Essa percepção de que o contato com os doentes contribuía para


disseminar a doença fez com que as famílias parassem de se reunir à
beira daqueles que estavam doentes. Reuniões de funerais também
acabaram deixando de acontecer, e os que tratavam dos doentes
passaram a utilizar roupas específicas, feitas de couro, para impedir que as
secreções dos doentes penetrassem no tecido. Os médicos também
passaram a utilizar uma máscara em forma de bico de pássaro, que era
preenchido com ervas aromáticas. Acreditava-se que essas roupas
evitavam a contaminação.

Os padres foram um dos grupos que mais sofreram, pois tinham contato
direto com os doentes e com os corpos dos que faleciam. Como muitos
dos padres viviam em mosteiros, locais que havia uma grande
aglomeração de religiosos – muitos em idade avançada –, quando um
padre contraía a doença, ela era rapidamente transmitida para outros.

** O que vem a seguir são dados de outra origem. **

fn hmac_algorithm(parameters: &PublicKeyedHashParameters) -> Result<HashingAlgorithm, TpmError> {
    match KeyedHashScheme::try_from(TPMS_KEYEDHASH_PARMS::from(*parameters).scheme)? {
        KeyedHashScheme::Hmac { hmac_scheme } => {
            Ok(HashScheme::from(hmac_scheme).hashing_algorithm())
        }
        _ => Err(TpmError::Rejected("signer has no HMAC scheme".to_string())),
    }
}

/// TPMS_ATTEST of a TPM2_Certify, as produced by this TPM.
pub fn certify_attest(
    qualified_signer: &Name,
    extra_data: &Data,
    clock: u64,
    name: &Name,
    qualified_name: &Name,
) -> Result<Attest, TpmError> {
    let attest = TPMS_ATTEST {
        magic: TPM2_GENERATED_VALUE,
        type_: TPM2_ST_ATTEST_CERTIFY,
        qualifiedSigner: qualified_signer.clone().into(),
        extraData: extra_data.clone().into(),
        clockInfo: TPMS_CLOCK_INFO {
            clock,
            resetCount: 0,
            restartCount: 0,
            safe: 1,
        },
        firmwareVersion: FIRMWARE_VERSION,
        attested: TPMU_ATTEST {
            certify: TPMS_CERTIFY_INFO {
                name: name.clone().into(),
                qualifiedName: qualified_name.clone().into(),
            },
        },
    };
    Ok(Attest::try_from(attest)?)
}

A historiadora Tamara Quírico trouxe um relato de um cenóbio (residência


de monges), em Florença, onde cerca de ¾ dos religiosos que habitavam lá
faleceram em decorrência da peste|5|. Isso afetava os rituais funerários
praticados, uma vez que não havia sacerdotes para atender a quantidade
de mortos.

Além de não haver sacerdotes suficientes, não existiam coveiros, e os


sepultamentos começaram a ser realizados em massa, isto é, em valas
comuns, tamanha a quantidade de pessoas que morriam. Todavia, com a
percepção de que os cadáveres também eram vetores de contaminação,
muitos passaram a abandonar as práticas de sepultamento e começaram
a incendiar os corpos dos falecidos. Até as roupas utilizadas pelos
doenças e outros itens começaram a ser queimados.

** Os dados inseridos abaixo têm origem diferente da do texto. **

// Copyright (c) Microsoft Corporation.
// Licensed under the MIT License.

//! The TPM commands the protocol needs, behind a trait so the attester runs against a real
//! TPM (`tpm` feature) or the in-process [`SoftTpm`](soft::SoftTpm).

use crate::duplicate::DuplicateError;
use log::warn;
use openssl::error::ErrorStack;
use std::fmt;
use thiserror::Error;
use tss_esapi::constants::tss::{TPM2_RH_ENDORSEMENT, TPM2_RH_OWNER};
use tss_esapi::structures::{Attest, Name, Public, Signature};

#[cfg(any(test, feature = "soft-tpm"))]
pub mod soft;
#[cfg(feature = "tpm")]
mod tss;

#[cfg(feature = "tpm")]
pub use tss::TssTpm;

#[non_exhaustive]
#[derive(Error, Debug)]
pub enum TpmError {
    #[error("tss error")]
    Tss(#[from] tss_esapi::Error),
    #[error("openssl error")]
    OpenSsl(#[from] ErrorStack),
    #[error("duplicate error")]
    Duplicate(#[from] DuplicateError),
    #[error("command rejected: {0}")]
    Rejected(String),
}

/// A transient object handle
#[derive(Clone, Copy, Debug, PartialEq, Eq, Hash)]
pub struct Handle(pub u32);

impl fmt::Display for Handle {
    fn fmt(&self, f: &mut fmt::Formatter<'_>) -> fmt::Result {
        write!(f, "0x{:08x}", self.0)
    }
}

#[derive(Clone, Copy, Debug, PartialEq, Eq)]
pub enum Hierarchy {
    Owner,
    Endorsement,
}

impl Hierarchy {
    pub fn handle(self) -> u32 {
        match self {
            Hierarchy::Owner => TPM2_RH_OWNER,
            Hierarchy::Endorsement => TPM2_RH_ENDORSEMENT,
        }
    }

    /// A hierarchy's name and qualified name are its handle.
    pub fn qualified_name(self) -> [u8; 4] {
        self.handle().to_be_bytes()
    }
}

/// How the parent of an import or load is authorized
#[derive(Clone, Copy, Debug, PartialEq, Eq)]
pub enum Authorization {
    /// Empty password
    Password,
    /// A policy session satisfied with TPM2_PolicySecret against the hierarchy
    PolicySecret(Hierarchy),
}

#[derive(Clone, Debug)]
pub struct CreatedPrimary {
    pub handle: Handle,
    pub public: Public,
    pub name: Name,
}

#[derive(Clone, Debug)]
pub struct LoadedObject {
    pub handle: Handle,
    pub name: Name,
}

#[derive(Clone, Debug)]
pub struct Certification {
    pub attest: Attest,
    pub signature: Signature,
}

pub trait Tpm {
    fn create_primary(
        &mut self,
        hierarchy: Hierarchy,
        template: &Public,
    ) -> Result<CreatedPrimary, TpmError>;

    /// Returns the private area of the imported object, protected by `parent`.
    fn import(
        &mut self,
        parent: Handle,
        auth: Authorization,
        public: &Public,
        duplicate: &[u8],
        encrypted_seed: &[u8],
    ) -> Result<Vec<u8>, TpmError>;

    fn load(
        &mut self,
        parent: Handle,
        auth: Authorization,
        public: &Public,
        private: &[u8],
    ) -> Result<LoadedObject, TpmError>;

    fn certify(
        &mut self,
        object: Handle,
        signer: Handle,
        qualifying_data: &[u8],
    ) -> Result<Certification, TpmError>;

    fn flush(&mut self, handle: Handle) -> Result<(), TpmError>;
}

impl<T: Tpm + ?Sized> Tpm for &mut T {
    fn create_primary(
        &mut self,
        hierarchy: Hierarchy,
        template: &Public,
    ) -> Result<CreatedPrimary, TpmError> {
        (**self).create_primary(hierarchy, template)
    }

    fn import(
        &mut self,
        parent: Handle,
        auth: Authorization,
        public: &Public,
        duplicate: &[u8],
        encrypted_seed: &[u8],
    ) -> Result<Vec<u8>, TpmError> {
        (**self).import(parent, auth, public, duplicate, encrypted_seed)
    }

    fn load(
        &mut self,
        parent: Handle,
        auth: Authorization,
        public: &Public,
        private: &[u8],
    ) -> Result<LoadedObject, TpmError> {
        (**self).load(parent, auth, public, private)
    }

    fn certify(
        &mut self,
        object: Handle,
        signer: Handle,
        qualifying_data: &[u8],
    ) -> Result<Certification, TpmError> {
        (**self).certify(object, signer, qualifying_data)
    }

    fn flush(&mut self, handle: Handle) -> Result<(), TpmError> {
        (**self).flush(handle)
    }
}

/// Tracks the transient objects created through it and flushes the ones still loaded when
/// it goes out of scope, whatever the exit path.
pub struct TransientObjects<'a, T: Tpm + ?Sized> {
    tpm: &'a mut T,
    handles: Vec<Handle>,
}

impl<'a, T: Tpm + ?Sized> TransientObjects<'a, T> {
    pub fn new(tpm: &'a mut T) -> Self {
        TransientObjects {
            tpm,
            handles: Vec::new(),
        }
    }

    pub fn create_primary(
        &mut self,
        hierarchy: Hierarchy,
        template: &Public,
    ) -> Result<CreatedPrimary, TpmError> {
        let created = self.tpm.create_primary(hierarchy, template)?;
        self.handles.push(created.handle);
        Ok(created)
    }

    pub fn load(
        &mut self,
        parent: Handle,
        auth: Authorization,
        public: &Public,
        private: &[u8],
    ) -> Result<LoadedObject, TpmError> {
        let loaded = self.tpm.load(parent, auth, public, private)?;
        self.handles.push(loaded.handle);
        Ok(loaded)
    }

    /// Commands that do not create transient objects
    pub fn tpm(&mut self) -> &mut T {
        self.tpm
    }

    /// Releases `handle` before the scope ends.
    pub fn flush(&mut self, handle: Handle) -> Result<(), TpmError> {
        self.handles.retain(|h| *h != handle);
        self.tpm.flush(handle)
    }
}

impl<T: Tpm + ?Sized> Drop for TransientObjects<'_, T> {
    fn drop(&mut self) {
        while let Some(handle) = self.handles.pop() {
            if let Err(e) = self.tpm.flush(handle) {
                warn!("failed to flush transient object {handle}: {e}");
            }
        }
    }
}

Como já mencionado, muitas autoridades começaram a impor certo


isolamento para evitar a propagação da doença. O cirurgião Guy de
Chauliac, de Avignon, na França, falava que pais não podiam visitar seus
filhos e vice-versa em razão do alto risco de contágio. Boccaccio relatou
também que algumas obras para melhorar a limpeza e condições de
higiene da cidade e a proibição da entrada de doentes também ocorreram
em Florença|4|.

Sintomas da peste negra


O médico Drauzio Varella afirma que a peste negra pode causar febre de
41° graus, além de vômitos com a presença de sangue e complicações no
pulmão. Para os que tinham problemas pulmonares, a morte era
praticamente garantida|6|. Boccaccio também deixou alguns relatos a
respeito de como a doença se manifestava nas pessoas. Ele diz que a
peste começava:

[…] com o surgimento de certas tumefações na virilha ou nas axilas


de homens e mulheres, algumas das quais atingiam o tamanho de
uma maçã comum e outras o de um ovo, umas mais e outras menos,
e a elas o povo dava o nome de bubões. E os referidos bubões
mortíferos, não se limitando às duas citadas partes do corpo, em
breve espaço de tempo começaram a nascer e a surgir
indiferentemente em todas as outras partes, após o que a qualidade
da enfermidade começou a mudar, passando a manchas negras ou
lívidas, que em muitos surgiam nos braços, nas coxas e em qualquer
outra parte do corpo, umas grandes e ralas, outras diminutas e
espessas. E, tal como ocorrera e ainda ocorria com o bubão, tais
manchas eram indício inegável de morte próxima para todos aqueles
em quem aparecessem|4|.

Por meio desse relato, podemos perceber que as regiões inchadas do


corpo por causa da doença eram chamadas de bubões, por isso peste
bubônica. A expressão peste negra, por sua vez, faz referência às manchas
pretas que apareciam no corpo das vítimas que contraíam a doença.
Consequências
O primeiro e o maior surto de peste negra ocorreu entre 1348 e 1350, mas
outros surtos aconteceram ao longo de todo o século XIV. A peste foi uma
doença que esteve presente na vida dos europeus até 1720, quando o
último surto foi registrado em Marselha, na França. A atuação da doença
na Europa ao longo do século XIV contribuiu para uma redução
populacional drástica.

As estimativas tradicionais falam que a enfermidade foi responsável pela


redução de 1/3 da população do continente europeu, mas alguns
historiadores, como Jacques Le Goff, têm trazido novos dados,
demonstrando que a quantidade de mortos possa ter sido maior que isso.
Le Goff fala que entre metade e 2/3 da população europeia possa ter
morrido por causa da doença e, em alguns locais, como a Inglaterra, ele
sugere que a mortalidade esteve na casa dos 70%|7|.